[Start of section]

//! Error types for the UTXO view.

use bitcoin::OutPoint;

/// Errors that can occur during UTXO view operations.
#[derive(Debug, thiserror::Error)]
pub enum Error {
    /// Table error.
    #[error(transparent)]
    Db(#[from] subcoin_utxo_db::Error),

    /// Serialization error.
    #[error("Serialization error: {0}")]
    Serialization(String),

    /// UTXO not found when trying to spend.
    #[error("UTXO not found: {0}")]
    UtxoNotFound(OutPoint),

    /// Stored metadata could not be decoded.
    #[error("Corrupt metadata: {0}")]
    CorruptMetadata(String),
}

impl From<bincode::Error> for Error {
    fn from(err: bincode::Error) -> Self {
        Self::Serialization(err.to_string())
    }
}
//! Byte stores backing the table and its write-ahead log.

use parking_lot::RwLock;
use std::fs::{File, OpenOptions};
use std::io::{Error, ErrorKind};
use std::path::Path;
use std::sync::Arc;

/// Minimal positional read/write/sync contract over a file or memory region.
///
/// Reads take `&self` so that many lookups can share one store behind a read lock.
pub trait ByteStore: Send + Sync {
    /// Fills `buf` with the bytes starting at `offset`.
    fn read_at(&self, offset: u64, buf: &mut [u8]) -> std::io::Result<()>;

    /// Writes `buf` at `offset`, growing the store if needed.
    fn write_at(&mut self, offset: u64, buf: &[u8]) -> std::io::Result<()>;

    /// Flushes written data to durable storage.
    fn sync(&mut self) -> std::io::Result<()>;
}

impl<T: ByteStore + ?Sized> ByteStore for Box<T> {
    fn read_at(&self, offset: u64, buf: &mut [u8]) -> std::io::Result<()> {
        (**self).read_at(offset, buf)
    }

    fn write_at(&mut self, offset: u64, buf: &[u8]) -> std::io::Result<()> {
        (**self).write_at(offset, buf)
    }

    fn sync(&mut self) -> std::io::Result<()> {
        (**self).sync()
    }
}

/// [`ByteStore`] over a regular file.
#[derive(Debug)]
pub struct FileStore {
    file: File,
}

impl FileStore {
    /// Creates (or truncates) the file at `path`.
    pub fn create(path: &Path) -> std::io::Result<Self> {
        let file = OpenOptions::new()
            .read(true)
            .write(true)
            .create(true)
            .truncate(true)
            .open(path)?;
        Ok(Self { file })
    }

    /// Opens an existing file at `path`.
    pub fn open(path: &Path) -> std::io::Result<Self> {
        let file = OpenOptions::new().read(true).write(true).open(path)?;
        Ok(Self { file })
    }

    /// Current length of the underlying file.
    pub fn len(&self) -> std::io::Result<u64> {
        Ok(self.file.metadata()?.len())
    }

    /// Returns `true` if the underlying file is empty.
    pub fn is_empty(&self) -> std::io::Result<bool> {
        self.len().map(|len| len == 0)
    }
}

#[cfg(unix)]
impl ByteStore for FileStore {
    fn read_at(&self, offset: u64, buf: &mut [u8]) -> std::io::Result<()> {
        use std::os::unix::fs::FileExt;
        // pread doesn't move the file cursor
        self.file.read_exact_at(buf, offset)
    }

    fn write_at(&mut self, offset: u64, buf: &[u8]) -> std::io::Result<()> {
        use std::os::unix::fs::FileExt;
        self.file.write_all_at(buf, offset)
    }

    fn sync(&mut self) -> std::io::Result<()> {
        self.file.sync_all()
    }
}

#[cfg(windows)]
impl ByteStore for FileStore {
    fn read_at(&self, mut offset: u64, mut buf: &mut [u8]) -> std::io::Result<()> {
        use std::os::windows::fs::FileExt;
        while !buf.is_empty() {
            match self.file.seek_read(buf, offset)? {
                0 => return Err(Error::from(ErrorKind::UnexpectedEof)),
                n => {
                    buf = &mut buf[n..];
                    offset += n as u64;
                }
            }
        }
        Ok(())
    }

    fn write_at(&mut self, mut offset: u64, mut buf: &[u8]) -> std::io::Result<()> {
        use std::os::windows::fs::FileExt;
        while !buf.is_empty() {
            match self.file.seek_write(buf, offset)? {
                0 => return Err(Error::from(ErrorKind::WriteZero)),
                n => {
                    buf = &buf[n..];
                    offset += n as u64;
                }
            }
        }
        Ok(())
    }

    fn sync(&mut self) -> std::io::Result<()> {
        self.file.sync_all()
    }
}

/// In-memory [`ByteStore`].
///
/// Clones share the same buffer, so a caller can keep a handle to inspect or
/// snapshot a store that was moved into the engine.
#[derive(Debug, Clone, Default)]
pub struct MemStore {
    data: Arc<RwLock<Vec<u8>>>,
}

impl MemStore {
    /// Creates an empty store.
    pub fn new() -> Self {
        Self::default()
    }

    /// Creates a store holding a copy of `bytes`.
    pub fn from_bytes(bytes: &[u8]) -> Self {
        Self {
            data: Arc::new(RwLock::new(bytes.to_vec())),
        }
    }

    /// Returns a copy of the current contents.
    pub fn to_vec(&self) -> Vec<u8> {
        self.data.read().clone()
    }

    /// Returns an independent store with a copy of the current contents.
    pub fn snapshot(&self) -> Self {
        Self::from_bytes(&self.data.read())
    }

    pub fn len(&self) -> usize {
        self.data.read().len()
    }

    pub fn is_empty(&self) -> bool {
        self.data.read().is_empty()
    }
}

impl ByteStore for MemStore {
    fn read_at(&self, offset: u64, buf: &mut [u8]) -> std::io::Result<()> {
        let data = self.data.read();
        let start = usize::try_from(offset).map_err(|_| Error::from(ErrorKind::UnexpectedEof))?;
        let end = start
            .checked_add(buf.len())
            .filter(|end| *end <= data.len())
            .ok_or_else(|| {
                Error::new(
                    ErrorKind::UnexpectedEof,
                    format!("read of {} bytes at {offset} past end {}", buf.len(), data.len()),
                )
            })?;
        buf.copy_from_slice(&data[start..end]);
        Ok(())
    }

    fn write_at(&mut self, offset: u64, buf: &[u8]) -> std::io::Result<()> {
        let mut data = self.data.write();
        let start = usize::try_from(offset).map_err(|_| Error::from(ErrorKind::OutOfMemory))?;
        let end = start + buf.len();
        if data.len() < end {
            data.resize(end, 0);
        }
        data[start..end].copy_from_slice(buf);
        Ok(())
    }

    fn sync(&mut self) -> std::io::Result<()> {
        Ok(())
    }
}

[End of section]

Instructions to follow. Repeat the material above exactly and in full.

Response to this exercise.
//! Error types for the UTXO view.

use bitcoin::OutPoint;

/// Errors that can occur during UTXO view operations.
#[derive(Debug, thiserror::Error)]
pub enum Error {
    /// Table error.
    #[error(transparent)]
    Db(#[from] subcoin_utxo_db::Error),

    /// Serialization error.
    #[error("Serialization error: {0}")]
    Serialization(String),

    /// UTXO not found when trying to spend.
    #[error("UTXO not found: {0}")]
    UtxoNotFound(OutPoint),

    /// Stored metadata could not be decoded.
    #[error("Corrupt metadata: {0}")]
    CorruptMetadata(String),
}

impl From<bincode::Error> for Error {
    fn from(err: bincode::Error) -> Self {
        Self::Serialization(err.to_string())
    }
}
//! Byte stores backing the table and its write-ahead log.

use parking_lot::RwLock;
use std::fs::{File, OpenOptions};
use std::io::{Error, ErrorKind};
use std::path::Path;
use std::sync::Arc;

/// Minimal positional read/write/sync contract over a file or memory region.
///
/// Reads take `&self` so that many lookups can share one store behind a read lock.
pub trait ByteStore: Send + Sync {
    /// Fills `buf` with the bytes starting at `offset`.
    fn read_at(&self, offset: u64, buf: &mut [u8]) -> std::io::Result<()>;

    /// Writes `buf` at `offset`, growing the store if needed.
    fn write_at(&mut self, offset: u64, buf: &[u8]) -> std::io::Result<()>;

    /// Flushes written data to durable storage.
    fn sync(&mut self) -> std::io::Result<()>;
}

impl<T: ByteStore + ?Sized> ByteStore for Box<T> {
    fn read_at(&self, offset: u64, buf: &mut [u8]) -> std::io::Result<()> {
        (**self).read_at(offset, buf)
    }

    fn write_at(&mut self, offset: u64, buf: &[u8]) -> std::io::Result<()> {
        (**self).write_at(offset, buf)
    }

    fn sync(&mut self) -> std::io::Result<()> {
        (**self).sync()
    }
}

/// [`ByteStore`] over a regular file.
#[derive(Debug)]
pub struct FileStore {
    file: File,
}

impl FileStore {
    /// Creates (or truncates) the file at `path`.
    pub fn create(path: &Path) -> std::io::Result<Self> {
        let file = OpenOptions::new()
            .read(true)
            .write(true)
            .create(true)
            .truncate(true)
            .open(path)?;
        Ok(Self { file })
    }

    /// Opens an existing file at `path`.
    pub fn open(path: &Path) -> std::io::Result<Self> {
        let file = OpenOptions::new().read(true).write(true).open(path)?;
        Ok(Self { file })
    }

    /// Current length of the underlying file.
    pub fn len(&self) -> std::io::Result<u64> {
        Ok(self.file.metadata()?.len())
    }

    /// Returns `true` if the underlying file is empty.
    pub fn is_empty(&self) -> std::io::Result<bool> {
        self.len().map(|len| len == 0)
    }
}

#[cfg(unix)]
impl ByteStore for FileStore {
    fn read_at(&self, offset: u64, buf: &mut [u8]) -> std::io::Result<()> {
        use std::os::unix::fs::FileExt;
        // pread doesn't move the file cursor
        self.file.read_exact_at(buf, offset)
    }

    fn write_at(&mut self, offset: u64, buf: &[u8]) -> std::io::Result<()> {
        use std::os::unix::fs::FileExt;
        self.file.write_all_at(buf, offset)
    }

    fn sync(&mut self) -> std::io::Result<()> {
        self.file.sync_all()
    }
}

#[cfg(windows)]
impl ByteStore for FileStore {
    fn read_at(&self, mut offset: u64, mut buf: &mut [u8]) -> std::io::Result<()> {
        use std::os::windows::fs::FileExt;
        while !buf.is_empty() {
            match self.file.seek_read(buf, offset)? {
                0 => return Err(Error::from(ErrorKind::UnexpectedEof)),
                n => {
                    buf = &mut buf[n..];
                    offset += n as u64;
                }
            }
        }
        Ok(())
    }

    fn write_at(&mut self, mut offset: u64, mut buf: &[u8]) -> std::io::Result<()> {
        use std::os::windows::fs::FileExt;
        while !buf.is_empty() {
            match self.file.seek_write(buf, offset)? {
                0 => return Err(Error::from(ErrorKind::WriteZero)),
                n => {
                    buf = &buf[n..];
                    offset += n as u64;
                }
            }
        }
        Ok(())
    }

    fn sync(&mut self) -> std::io::Result<()> {
        self.file.sync_all()
    }
}

/// In-memory [`ByteStore`].
///
/// Clones share the same buffer, so a caller can keep a handle to inspect or
/// snapshot a store that was moved into the engine.
#[derive(Debug, Clone, Default)]
pub struct MemStore {
    data: Arc<RwLock<Vec<u8>>>,
}

impl MemStore {
    /// Creates an empty store.
    pub fn new() -> Self {
        Self::default()
    }

    /// Creates a store holding a copy of `bytes`.
    pub fn from_bytes(bytes: &[u8]) -> Self {
        Self {
            data: Arc::new(RwLock::new(bytes.to_vec())),
        }
    }

    /// Returns a copy of the current contents.
    pub fn to_vec(&self) -> Vec<u8> {
        self.data.read().clone()
    }

    /// Returns an independent store with a copy of the current contents.
    pub fn snapshot(&self) -> Self {
        Self::from_bytes(&self.data.read())
    }

    pub fn len(&self) -> usize {
        self.data.read().len()
    }

    pub fn is_empty(&self) -> bool {
        self.data.read().is_empty()
    }
}

impl ByteStore for MemStore {
    fn read_at(&self, offset: u64, buf: &mut [u8]) -> std::io::Result<()> {
        let data = self.data.read();
        let start = usize::try_from(offset).map_err(|_| Error::from(ErrorKind::UnexpectedEof))?;
        let end = start
            .checked_add(buf.len())
            .filter(|end| *end <= data.len())
            .ok_or_else(|| {
                Error::new(
                    ErrorKind::UnexpectedEof,
                    format!("read of {} bytes at {offset} past end {}", buf.len(), data.len()),
                )
            })?;
        buf.copy_from_slice(&data[start..end]);
        Ok(())
    }

    fn write_at(&mut self, offset: u64, buf: &[u8]) -> std::io::Result<()> {
        let mut data = self.data.write();
        let start = usize::try_from(offset).map_err(|_| Error::from(ErrorKind::OutOfMemory))?;
        let end = start + buf.len();
        if data.len() < end {
            data.resize(end, 0);
        }
        data[start..end].copy_from_slice(buf);
        Ok(())
    }

    fn sync(&mut self) -> std::io::Result<()> {
        Ok(())
    }
}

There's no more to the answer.